Monitoring the Control Plane

To verify the overall health of your system, monitor control plane resources on a regular basis.

This chapter includes the following sections:

Avoiding Problems Through Regular Monitoring

Monitoring system resources allows you to detect potential problems before they happen, thus avoiding outages. The following are show the advantages of regular monitoring:

  • In a real-life example, customers installed new line cards. After the line cards were in operation for a few years, lack of memory on those line cards caused major outages in some cases. Monitoring memory usage would have identified a memory issue and avoided an outage.
  • Regular monitoring establishes a baseline for a normal system load. You can use this information as a basis for comparison when you upgrade hardware or software—to see if the upgrade has affected resource usage.

Control Plane Overview

The following sections contain a high-level overview of the control plane:

Cisco ASR 1000 Series Routers Control Plane Architecture

The major components in the control plane are:

  • Cisco ASR 1000 Series Route Processor (RP)—A general purpose CPU responsible for routing protocols, CLI, network management interfaces, code storage, logging, and chassis management. The Cisco ASR 1000 Series RPs process network control packets as well as protocols not supported by the Cisco ASR 1000 Series ESP.
  • Cisco ASR 1000 Series Embedded Services Processor (ESP)—A forwarding processor that handles forwarding control plane traffic, and performs packet processing functions such as firewall inspection, ACLs, encryption, and QoS.
  • Cisco ASR 1000 Series SPA Interface Processor (SIP)—An interface processor that provides the connection between the Route Processor and the shared port adapters (SPAs).
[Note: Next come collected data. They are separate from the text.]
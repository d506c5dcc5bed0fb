///
/// This module implements the CLI interface for doc-sync: command parsing,
/// argument validation, the async entrypoint, and user-visible output.
///
/// All business logic (parsing, planning, translation, transformation) lives in
/// the `doc-sync-core` crate. This module is strictly CLI glue.
///
/// ## How To Use
/// - From the shell: `doc-sync --help`.
/// - Programmatically or from integration tests: call [`run`] with a constructed [`Cli`].
use crate::load_config::load_config;
use crate::provider::OpenAiProvider;
use anyhow::{Context, Result};
use clap::{Parser, Subcommand};
use doc_sync_core::config::SyncConfig;
use doc_sync_core::diff::{DiffRecordParser, DiffSet};
use doc_sync_core::persist::write_atomic;
use doc_sync_core::plan::FileOperationPlanner;
use doc_sync_core::synchronise::{synchronise, Applied, SynchroniseReport};
use doc_sync_core::transform::MarkdownTransformer;
use std::path::{Path, PathBuf};

/// CLI for doc-sync: mirror reference documentation changes into a translated tree.
#[derive(Parser)]
#[clap(
    name = "doc-sync",
    version,
    about = "Apply a reference-docs change-list to a translated documentation tree"
)]
pub struct Cli {
    #[clap(subcommand)]
    pub command: Commands,
}

#[derive(Subcommand)]
pub enum Commands {
    /// Apply a change-list: delete, move, copy and translate files
    Sync {
        /// Path to the YAML config file
        #[clap(long)]
        config: PathBuf,
        /// Change-list file (name-status lines or a JSON envelope)
        #[clap(long)]
        diff: PathBuf,
        /// Target language code; overrides `language` in the config
        #[clap(long)]
        language: Option<String>,
    },
    /// Parse and plan a change-list without touching any file
    Plan {
        #[clap(long)]
        config: PathBuf,
        #[clap(long)]
        diff: PathBuf,
    },
    /// Run the markdown post-processing passes over files in place
    Transform {
        #[clap(long)]
        config: PathBuf,
        /// Markdown files to rewrite
        #[clap(required = true)]
        files: Vec<PathBuf>,
    },
}

/// Async CLI entrypoint shared by `main` and the integration tests.
pub async fn run(cli: Cli) -> Result<()> {
    // Emit a top-level 'trace_initialised' event at the very start
    tracing::info!("trace_initialised");

    match cli.command {
        Commands::Sync {
            config,
            diff,
            language,
        } => {
            let config = load_config(config)?;
            let set = read_diff(&config, &diff)?;
            tracing::info!(command = "sync", entries = set.entries.len(), "Starting synchronisation");
            let provider = OpenAiProvider::new_from_env(&config.provider);
            let report = synchronise(&config, &set, language.as_deref(), provider)
                .await
                .context("Synchronisation aborted")?;
            print_report(&report);
            if report.is_success() {
                tracing::info!(command = "sync", run_id = %report.run_id, "Synchronisation complete");
                Ok(())
            } else {
                let failed = report.entries.iter().filter(|e| !e.is_success()).count();
                tracing::error!(command = "sync", run_id = %report.run_id, failed, "Synchronisation finished with failures");
                anyhow::bail!("{failed} of {} entries failed", report.entries.len())
            }
        }
        Commands::Plan { config, diff } => {
            let config = load_config(config)?;
            let set = read_diff(&config, &diff)?;
            let planned = FileOperationPlanner::new(config.move_similarity_threshold).plan(&set);
            let mut unsupported = 0;
            for entry in &planned {
                match &entry.operations {
                    Ok(operations) => {
                        for operation in operations {
                            println!("{}\t{operation}", entry.entry.status());
                        }
                    }
                    Err(e) => {
                        unsupported += 1;
                        println!("{}\tunsupported: {}", e.status, e.raw);
                    }
                }
            }
            if unsupported > 0 {
                anyhow::bail!("{unsupported} entries have no file operation");
            }
            Ok(())
        }
        Commands::Transform { config, files } => {
            let config = load_config(config)?;
            let transformer = MarkdownTransformer::new(&config.transform)?;
            for file in &files {
                transform_in_place(&transformer, file).await?;
                println!("transformed\t{}", file.display());
            }
            tracing::info!(command = "transform", files = files.len(), "Transform complete");
            Ok(())
        }
    }
}

fn read_diff(config: &SyncConfig, path: &Path) -> Result<DiffSet> {
    let input = std::fs::read_to_string(path)
        .with_context(|| format!("Failed to read change-list {}", path.display()))?;
    let set = DiffRecordParser::new(&config.root_prefix)
        .parse(&input)
        .with_context(|| format!("Invalid change-list {}", path.display()))?;
    Ok(set)
}

async fn transform_in_place(transformer: &MarkdownTransformer, path: &Path) -> Result<()> {
    let content = tokio::fs::read_to_string(path)
        .await
        .with_context(|| format!("Failed to read {}", path.display()))?;
    let output = transformer.transform(&content);
    if output != content {
        write_atomic(path, output.into_bytes()).await?;
    }
    Ok(())
}

fn print_report(report: &SynchroniseReport) {
    for entry in &report.entries {
        for op in &entry.operations {
            let operation = op
                .operation
                .as_ref()
                .map_or_else(|| entry.entry.status(), ToString::to_string);
            match &op.outcome {
                Ok(Applied::Translated(done)) => {
                    println!("ok\t{operation}\t(translated in {} turn(s))", done.turns)
                }
                Ok(_) => println!("ok\t{operation}"),
                Err(e) => println!("failed\t{operation}\t{e}"),
            }
        }
    }
}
Distributed Control Plane Architecture

Cisco ASR 1000 Series Routers have a distributed control plane architecture. A separate control processor is embedded on each major component in the control plane, as shown in Figure 2-1:

  • Route Processor (RP)
  • Forwarding Engine Control Processor (FECP)
  • I/O Control Processor (IOCP)

The RP manages and maintains the control plane using a dedicated Gigabit Ethernet out-of-band channel (EOBC). The internal EOBC is used to continuously exchange system state information among the different major components. For example, in the event of a failure condition, a switchover event occurs and the standby RP and ESP are immediately ready to assume the data forwarding functions or the control plane functions for the failed component.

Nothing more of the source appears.